At the presentation of the Mate X2, the head of Huawei’s consumer division, Richard Yu, admitted that the US sanctions are currently particularly hard on the supply of components for smartphones, but that there are enough stocks to ensure that the Guarantee end customers with the new model. Further folding devices in various form factors are also being developed.
Some will find it a shame that the Mate X2 will not come to Europe for the time being, because technically it seems to set standards: It has an 8-inch OLED display when it is unfolded and now also has a 6.5-inch outside screen in the 21: 9 format. In contrast to the first Mate X, the main screen folds inwards and not outwards. The mechanism of the hinge has been optimized so that the halves lie on top of one another without any gaps.
The in-house Kirin 9000 is used as the chipset, and there are also four cameras on the back that were developed with Leica support and enable a triple optical zoom. The operating system with the EMUI-11 surface is still based on a license-free version of Android 10. Yu explained that practically all popular apps in China now support the functions of the folding screen.
As far as the operating system is concerned, there seems to be at least a solution on the horizon, as Yu announced that it would initially provide its own HarmonyOS for the more expensive smartphones – including the Mate X2 – in April.

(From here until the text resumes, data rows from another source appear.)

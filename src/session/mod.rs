//! Session module tying the button, streams and feedback together
//!
//! `RecordingSession` is the reactor that owns every piece of mutable
//! session state. Decoded audio leaves through a channel, by default into
//! a `WavRecorder`.

mod decoder;
mod recorder;
mod recording;

pub use decoder::{AudioDecoder, PcmPacketDecoder, PACKET_HEADER_LEN};
pub use recorder::{RecorderError, WavRecorder};
pub use recording::{RecordingSession, SessionError, SessionOptions, SessionStats, SessionSummary};
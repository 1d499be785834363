//! WAV file sink for recorded audio

use std::fs::File;
use std::io::BufWriter;
use std::path::{Path, PathBuf};
use std::time::{SystemTime, UNIX_EPOCH};

use tokio::sync::{broadcast, mpsc};
use tracing::{debug, error, info, warn};

use crate::events::SessionEvent;

#[derive(Debug, thiserror::Error)]
pub enum RecorderError {
    #[error("wav error: {0}")]
    Wav(#[from] hound::Error),

    #[error("no recording in progress")]
    NotRecording,
}

struct Take {
    path: PathBuf,
    writer: hound::WavWriter<BufWriter<File>>,
    samples: u64,
}

/// Writes each recording to its own mono 16-bit WAV file
pub struct WavRecorder {
    dir: PathBuf,
    sample_rate: u32,
    current: Option<Take>,
}

impl WavRecorder {
    pub fn new(dir: impl Into<PathBuf>, sample_rate: u32) -> Self {
        Self {
            dir: dir.into(),
            sample_rate,
            current: None,
        }
    }

    pub fn is_recording(&self) -> bool {
        self.current.is_some()
    }

    /// Open a new file, finishing any take still open
    pub fn begin(&mut self) -> Result<PathBuf, RecorderError> {
        if self.current.is_some() {
            warn!("previous recording still open, finishing it");
            self.finish()?;
        }

        let path = next_path(&self.dir);
        let spec = hound::WavSpec {
            channels: 1,
            sample_rate: self.sample_rate,
            bits_per_sample: 16,
            sample_format: hound::SampleFormat::Int,
        };
        let writer = hound::WavWriter::create(&path, spec)?;

        info!(path = %path.display(), "recording file opened");
        self.current = Some(Take {
            path: path.clone(),
            writer,
            samples: 0,
        });
        Ok(path)
    }

    /// Append little-endian 16-bit PCM
    pub fn append(&mut self, pcm: &[u8]) -> Result<(), RecorderError> {
        let take = self.current.as_mut().ok_or(RecorderError::NotRecording)?;

        for frame in pcm.chunks_exact(2) {
            take.writer.write_sample(i16::from_le_bytes([frame[0], frame[1]]))?;
            take.samples += 1;
        }
        Ok(())
    }

    /// Finalize the open file, if any
    pub fn finish(&mut self) -> Result<Option<PathBuf>, RecorderError> {
        let Some(take) = self.current.take() else {
            return Ok(None);
        };

        take.writer.finalize()?;
        info!(path = %take.path.display(), samples = take.samples, "recording file written");
        Ok(Some(take.path))
    }

    /// Follow session events and write audio until either channel closes
    pub async fn run(
        mut self,
        mut events: broadcast::Receiver<SessionEvent>,
        mut audio: mpsc::Receiver<Vec<u8>>,
    ) {
        loop {
            tokio::select! {
                biased;

                event = events.recv() => match event {
                    Ok(SessionEvent::RecordingStarted { .. }) => {
                        if let Err(e) = self.begin() {
                            error!(?e, "failed to open recording file");
                        }
                    }
                    Ok(SessionEvent::RecordingStopped { .. }) => {
                        // chunks sent before the stop may still be queued
                        while let Ok(chunk) = audio.try_recv() {
                            self.write(&chunk);
                        }
                        if let Err(e) = self.finish() {
                            error!(?e, "failed to finalize recording file");
                        }
                    }
                    Ok(_) => {}
                    Err(broadcast::error::RecvError::Lagged(n)) => {
                        warn!(skipped = n, "recorder event receiver lagged");
                    }
                    Err(broadcast::error::RecvError::Closed) => break,
                },

                chunk = audio.recv() => match chunk {
                    Some(chunk) => self.write(&chunk),
                    None => break,
                },
            }
        }

        if let Err(e) = self.finish() {
            error!(?e, "failed to finalize recording file");
        }
        debug!("recorder exited");
    }

    fn write(&mut self, chunk: &[u8]) {
        if !self.is_recording() {
            debug!(bytes = chunk.len(), "audio outside a recording, discarded");
            return;
        }
        if let Err(e) = self.append(chunk) {
            warn!(?e, "failed to write audio");
        }
    }
}

fn next_path(dir: &Path) -> PathBuf {
    let millis = SystemTime::now()
        .duration_since(UNIX_EPOCH)
        .map(|d| d.as_millis())
        .unwrap_or_default();

    let path = dir.join(format!("recording-{}.wav", millis));
    if !path.exists() {
        return path;
    }

    (1..)
        .map(|n| dir.join(format!("recording-{}-{}.wav", millis, n)))
        .find(|p| !p.exists())
        .unwrap_or(path)
}

#[cfg(test)]
mod tests {
    use super::*;

    fn scratch_dir(name: &str) -> PathBuf {
        let dir = std::env::temp_dir().join(format!("omi-buttond-{}-{}", name, std::process::id()));
        let _ = std::fs::remove_dir_all(&dir);
        std::fs::create_dir_all(&dir).unwrap();
        dir
    }

    fn read_samples(path: &Path) -> (hound::WavSpec, Vec<i16>) {
        let mut reader = hound::WavReader::open(path).unwrap();
        let spec = reader.spec();
        let samples = reader.samples::<i16>().map(|s| s.unwrap()).collect();
        (spec, samples)
    }

    #[test]
    fn test_take_written_as_wav() {
        let dir = scratch_dir("take");
        let mut recorder = WavRecorder::new(&dir, 16000);

        let path = recorder.begin().unwrap();
        assert!(recorder.is_recording());
        recorder.append(&[1, 0, 0xff, 0xff]).unwrap();
        recorder.append(&[0, 1]).unwrap();
        assert_eq!(recorder.finish().unwrap(), Some(path.clone()));
        assert!(!recorder.is_recording());

        let (spec, samples) = read_samples(&path);
        assert_eq!(spec.channels, 1);
        assert_eq!(spec.sample_rate, 16000);
        assert_eq!(spec.bits_per_sample, 16);
        assert_eq!(samples, vec![1, -1, 256]);

        std::fs::remove_dir_all(&dir).unwrap();
    }

    #[test]
    fn test_append_without_take_fails() {
        let dir = scratch_dir("idle");
        let mut recorder = WavRecorder::new(&dir, 16000);

        assert!(matches!(recorder.append(&[0, 0]), Err(RecorderError::NotRecording)));
        assert_eq!(recorder.finish().unwrap(), None);

        std::fs::remove_dir_all(&dir).unwrap();
    }

    #[test]
    fn test_consecutive_takes_get_distinct_files() {
        let dir = scratch_dir("distinct");
        let mut recorder = WavRecorder::new(&dir, 16000);

        let first = recorder.begin().unwrap();
        let second = recorder.begin().unwrap();
        recorder.finish().unwrap();

        assert_ne!(first, second);
        assert!(first.exists());
        assert!(second.exists());

        std::fs::remove_dir_all(&dir).unwrap();
    }

    #[tokio::test]
    async fn test_run_follows_session_events() {
        let dir = scratch_dir("run");
        let recorder = WavRecorder::new(&dir, 8000);
        let (event_tx, event_rx) = broadcast::channel(16);
        let (audio_tx, audio_rx) = mpsc::channel(16);

        event_tx.send(SessionEvent::RecordingStarted { toggle_count: 1 }).unwrap();
        audio_tx.send(vec![2, 0, 3, 0]).await.unwrap();
        audio_tx.send(vec![4, 0]).await.unwrap();
        event_tx
            .send(SessionEvent::RecordingStopped {
                toggle_count: 2,
                duration_ms: 10,
                bytes: 6,
            })
            .unwrap();
        drop(event_tx);

        recorder.run(event_rx, audio_rx).await;

        let files: Vec<_> = std::fs::read_dir(&dir)
            .unwrap()
            .map(|e| e.unwrap().path())
            .collect();
        assert_eq!(files.len(), 1);
        let (spec, samples) = read_samples(&files[0]);
        assert_eq!(spec.sample_rate, 8000);
        assert_eq!(samples, vec![2, 3, 4]);

        std::fs::remove_dir_all(&dir).unwrap();
    }
}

PCtipp says: The announcement amazes me. Even if Richard Yu assures that there are enough components in their own warehouse, it was generally assumed that these would primarily be used for a P50 and a Mate 50. It remains to be seen whether this means that the components are really so numerous in stock, or whether the release of the flagships will suddenly be postponed. The fact that Huawei is initially limiting itself to a China release seems to be the result of a clear cost / benefit analysis.